Problems and Process in a Study Design—Lessons Learned

Carol Guarnieri, RN, MSN, FNP-C, AOCNS 

Abstract: Healthcare professionals want to ensure that every patient receives quality care throughout the continuum of their cancer illness. In addition, many national organizations have challenged healthcare providers to provide comprehensive services to cancer survivors. Research indicates that long-term adverse outcomes for cancer survivors are more prevalent, serious, and persistent than previously known. As a result, survivorship care presents many new avenues for nursing research. In developing our survivorship program, an interdisciplinary team at our hospital developed an exploratory pilot research study to evaluate the impact of assessment, education, support, and guidance on patients’ quality of life and distress. The goal of the pilot study was to evaluate our interventions and make recommendations to expand our survivorship services to all cancer patients in our hospital system. We encountered several problems with implementing our study. This paper describes our research process and the problems we encountered with our study design and the revisions that were made in order to accrue patients and achieve our goals. A description of these challenges and the changes we made may assist others with their research endeavors.

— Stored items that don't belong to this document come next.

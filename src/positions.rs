//! EPUB positions: the ordered list of [`Locator`]s splitting a publication
//! into stable, addressable positions.
//!
//! - Fixed-layout resources have exactly one position.
//! - Reflowable resources are split into pages of a fixed number of bytes,
//!   according to a [`ReflowableStrategy`].
//!
//! Positions are computed from the reading order metadata and the lengths reported
//! by the publication [`Container`](crate::container::Container); resource content
//! is never read.

mod locator;
mod service;

pub use self::{
    locator::{Locations, Locator},
    service::EpubPositionsService,
};

use crate::media_type::MediaType;
use crate::resource::Properties;
use crate::util::{self, str::StrExt};
use std::fmt::{Display, Formatter};

/// The layout of a publication or of a single reading order resource.
#[derive(Copy, Clone, Debug, PartialEq, Eq, Hash)]
pub enum Layout {
    /// One fixed-size page per resource (`fixed`, also known as `pre-paginated`).
    Fixed,
    /// Content reflowing to fit the viewport (`reflowable`).
    Reflowable,
}

impl Layout {
    /// Parses a declared layout value, ignoring case and surrounding whitespace.
    ///
    /// ```
    /// # use lectern::positions::Layout;
    /// assert_eq!(Some(Layout::Fixed), Layout::parse("pre-paginated"));
    /// assert_eq!(Some(Layout::Reflowable), Layout::parse(" Reflowable "));
    /// assert_eq!(None, Layout::parse("scrolled"));
    /// ```
    pub fn parse(value: &str) -> Option<Self> {
        let value = value.trim();

        if value.eq_ignore_ascii_case("fixed") || value.eq_ignore_ascii_case("pre-paginated") {
            Some(Self::Fixed)
        } else if value.eq_ignore_ascii_case("reflowable") {
            Some(Self::Reflowable)
        } else {
            None
        }
    }

    /// The declared value of this layout.
    pub fn as_str(&self) -> &'static str {
        match self {
            Self::Fixed => "fixed",
            Self::Reflowable => "reflowable",
        }
    }
}

impl Display for Layout {
    fn fmt(&self, f: &mut Formatter<'_>) -> std::fmt::Result {
        f.write_str(self.as_str())
    }
}

/// A reading order item of a publication, as declared by its manifest.
///
/// # Properties
/// - `layout`: the [`Layout`] of this resource, overriding the publication layout.
/// - `encrypted` → `originalLength`: the plaintext length of an encrypted resource.
///
/// # Examples
/// ```
/// # use lectern::MediaType;
/// # use lectern::positions::{Layout, Link};
/// # use lectern::resource::Properties;
/// let link = Link::new("OEBPS/c1.xhtml#intro")
///     .with_media_type(MediaType::XHTML)
///     .with_title("Chapter 1")
///     .with_properties(Properties::new().with("layout", "fixed"));
///
/// assert_eq!(Some(Layout::Fixed), link.layout());
/// assert_eq!(None, link.original_length());
/// ```
#[derive(Clone, Debug, PartialEq)]
pub struct Link {
    href: String,
    media_type: Option<MediaType>,
    title: Option<String>,
    properties: Properties,
}

impl Link {
    /// Creates a link to `href`, relative to the root of the publication container.
    pub fn new(href: impl Into<String>) -> Self {
        Self {
            href: href.into(),
            media_type: None,
            title: None,
            properties: Properties::new(),
        }
    }

    /// Sets the declared media type.
    pub fn with_media_type(mut self, media_type: impl Into<MediaType>) -> Self {
        self.media_type = Some(media_type.into());
        self
    }

    /// Sets the title.
    pub fn with_title(mut self, title: impl Into<String>) -> Self {
        self.title = Some(title.into());
        self
    }

    /// Sets the properties, replacing existing ones.
    pub fn with_properties(mut self, properties: Properties) -> Self {
        self.properties = properties;
        self
    }

    /// The href, as declared.
    pub fn href(&self) -> &str {
        &self.href
    }

    /// The declared media type, if any.
    pub fn media_type(&self) -> Option<&MediaType> {
        self.media_type.as_ref()
    }

    /// The title, if any.
    pub fn title(&self) -> Option<&str> {
        self.title.as_deref()
    }

    /// Additional properties, such as `layout` or `encrypted`.
    pub fn properties(&self) -> &Properties {
        &self.properties
    }

    /// The layout declared for this resource, if any and recognized.
    pub fn layout(&self) -> Option<Layout> {
        self.properties.layout().and_then(Layout::parse)
    }

    /// The plaintext length of this resource when it is encrypted.
    pub fn original_length(&self) -> Option<u64> {
        self.properties.original_length()
    }

    /// The path of the linked resource within the publication container.
    ///
    /// `OEBPS/c%201.xhtml#intro` → `/OEBPS/c 1.xhtml`
    pub(crate) fn container_path(&self) -> String {
        util::uri::decode(util::uri::strip_fragment(&self.href)).rooted()
    }
}

/// Strategy calculating the number of positions of a reflowable resource.
///
/// A fixed-layout resource always has a single position.
#[derive(Copy, Clone, Debug, PartialEq, Eq)]
pub enum ReflowableStrategy {
    /// Splits the original length of each resource (before compression and encryption)
    /// into pages of `page_length` bytes.
    ///
    /// The original length is declared through the `encrypted` → `originalLength`
    /// link property, otherwise the length reported by the container is used.
    OriginalLength {
        /// Bytes per position.
        page_length: u64,
    },
    /// Splits the archive entry length of each resource (whether compressed or stored)
    /// into pages of `page_length` bytes.
    ///
    /// Resources without [`ArchiveProperties`](crate::resource::ArchiveProperties)
    /// use the length reported by the container.
    ArchiveEntryLength {
        /// Bytes per position.
        page_length: u64,
    },
}

impl ReflowableStrategy {
    /// Original length split into pages of 1024 bytes.
    pub const RECOMMENDED: Self = Self::OriginalLength { page_length: 1024 };

    /// Creates an [`ReflowableStrategy::OriginalLength`] strategy.
    ///
    /// # Panics
    /// If `page_length` is zero.
    pub fn original_length(page_length: u64) -> Self {
        assert!(page_length > 0, "page length must be greater than zero");
        Self::OriginalLength { page_length }
    }

    /// Creates an [`ReflowableStrategy::ArchiveEntryLength`] strategy.
    ///
    /// # Panics
    /// If `page_length` is zero.
    pub fn archive_entry_length(page_length: u64) -> Self {
        assert!(page_length > 0, "page length must be greater than zero");
        Self::ArchiveEntryLength { page_length }
    }

    /// The number of bytes per position.
    pub fn page_length(&self) -> u64 {
        match self {
            Self::OriginalLength { page_length } | Self::ArchiveEntryLength { page_length } => {
                *page_length
            }
        }
    }

    /// The maximum number of positions of a single resource.
    ///
    /// Lengths are declared by the publication (archive headers, `originalLength`)
    /// and may be forged; a resource exceeding this count is unlikely to be genuine.
    pub const MAX_POSITION_COUNT: u64 = 1 << 20;

    /// The number of positions of a reflowable resource of `length` bytes,
    /// or [`None`] if it exceeds [`Self::MAX_POSITION_COUNT`].
    ///
    /// Empty resources still have one position.
    pub fn position_count(&self, length: u64) -> Option<usize> {
        let count = length.div_ceil(self.page_length()).max(1);
        if count > Self::MAX_POSITION_COUNT {
            return None;
        }
        usize::try_from(count).ok()
    }
}

impl Default for ReflowableStrategy {
    fn default() -> Self {
        Self::RECOMMENDED
    }
}

/// Settings used by [`EpubPositionsService`].
///
/// To create a mutable settings instance, see
/// [`PositionsSettings::builder`] or [`PositionsSettings::default`].
#[non_exhaustive]
#[derive(Clone, Debug)]
pub struct PositionsSettings {
    /// How reflowable resources are split into positions.
    ///
    /// Default: [`ReflowableStrategy::RECOMMENDED`]
    pub reflowable_strategy: ReflowableStrategy,
    /// The media type of locators whose reading order item declares none,
    /// as untyped reading order items are assumed to be content documents.
    ///
    /// Default: [`MediaType::HTML`]
    pub fallback_media_type: MediaType,
}

impl PositionsSettings {
    /// Returns a builder to create a [`PositionsSettings`] instance.
    pub fn builder() -> PositionsSettingsBuilder {
        PositionsSettingsBuilder(Self::default())
    }
}

impl Default for PositionsSettings {
    fn default() -> Self {
        Self {
            reflowable_strategy: ReflowableStrategy::RECOMMENDED,
            fallback_media_type: MediaType::HTML,
        }
    }
}

impl From<PositionsSettingsBuilder> for PositionsSettings {
    fn from(value: PositionsSettingsBuilder) -> Self {
        value.build()
    }
}

/// Builder to construct a [`PositionsSettings`] instance.
///
/// # Examples
/// - Splitting reflowable resources by their archive entry length:
/// ```
/// # use lectern::positions::{PositionsSettings, ReflowableStrategy};
/// let settings = PositionsSettings::builder()
///     .reflowable_strategy(ReflowableStrategy::archive_entry_length(1024))
///     .build();
///
/// assert_eq!(1024, settings.reflowable_strategy.page_length());
/// ```
#[derive(Clone, Debug)]
pub struct PositionsSettingsBuilder(PositionsSettings);

impl PositionsSettingsBuilder {
    /// Turn this builder into a [`PositionsSettings`] instance.
    pub fn build(self) -> PositionsSettings {
        self.0
    }

    /// See [`PositionsSettings::reflowable_strategy`].
    pub fn reflowable_strategy(mut self, strategy: ReflowableStrategy) -> Self {
        self.0.reflowable_strategy = strategy;
        self
    }

    /// See [`PositionsSettings::fallback_media_type`].
    pub fn fallback_media_type(mut self, media_type: MediaType) -> Self {
        self.0.fallback_media_type = media_type;
        self
    }
}

#[cfg(test)]
mod tests {
    use super::{Link, ReflowableStrategy};
    use crate::resource::Properties;

    #[test]
    fn test_position_count() {
        let strategy = ReflowableStrategy::original_length(50);

        #[rustfmt::skip]
        let expected = [
            (Some(1), 0),
            (Some(1), 1),
            (Some(1), 49),
            (Some(1), 50),
            (Some(2), 51),
            (Some(3), 120),
            (Some(3), 150),
            (Some(1 << 20), 50 << 20),
            (None, (50 << 20) + 1),
            (None, u64::MAX),
        ];

        for (expect, length) in expected {
            assert_eq!(expect, strategy.position_count(length), "{length}");
        }
    }

    #[test]
    #[should_panic(expected = "page length must be greater than zero")]
    fn test_zero_page_length() {
        ReflowableStrategy::archive_entry_length(0);
    }

    #[test]
    fn test_container_path() {
        #[rustfmt::skip]
        let expected = [
            ("/OEBPS/c1.xhtml", "OEBPS/c1.xhtml"),
            ("/OEBPS/c 1.xhtml", "/OEBPS/c%201.xhtml#intro"),
            ("/chap1", "chap1?query"),
        ];

        for (expect, href) in expected {
            assert_eq!(expect, Link::new(href).container_path(), "{href}");
        }
    }

    #[test]
    fn test_link_metadata() {
        let link = Link::new("chap1").with_properties(
            Properties::new().with("layout", "unknown").with(
                "encrypted",
                Properties::new().with("originalLength", 20),
            ),
        );

        assert_eq!(None, link.layout());
        assert_eq!(Some(20), link.original_length());
    }
}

It is estimated that nearly 12 million individuals in the United States are living with cancer.1 Cancer survivorship is defined as the experience of living with, through, and beyond cancer for both patients and the people in their lives who are impacted by the diagnosis. Survivorship encompasses the physical, psychological, emotional, social, spiritual, and economic aspects of life.2 Psychological distress, impaired organ function, sexual dysfunction, cosmetic changes, limitations in mobility, communication issues, and decreased cognition are among some of the problems faced by many cancer survivors. The economic impact of a cancer diagnosis can be an additional burden to cancer survivors through increased out-of-pocket medical expenses, changes in employment status, and decreased access to affordable health insurance.3

In addition to the physical and psychological effects of the disease and its treatment, living with cancer presents substantial life challenges to survivors and their families. Long-term adverse outcomes for cancer survivors may cause distress and negatively impact quality of life (QOL). The National Comprehensive Cancer Network (NCCN) has challenged healthcare providers to provide comprehensive services to cancer survivors and has provided evidence-based guidelines and tools to assist in improving outcomes and enhancing QOL.4 In the report from the Institute of Medicine, From Cancer Patient to Cancer Survivor: Lost in Transition, 10 recommendations were made to improve the QOL of cancer survivors.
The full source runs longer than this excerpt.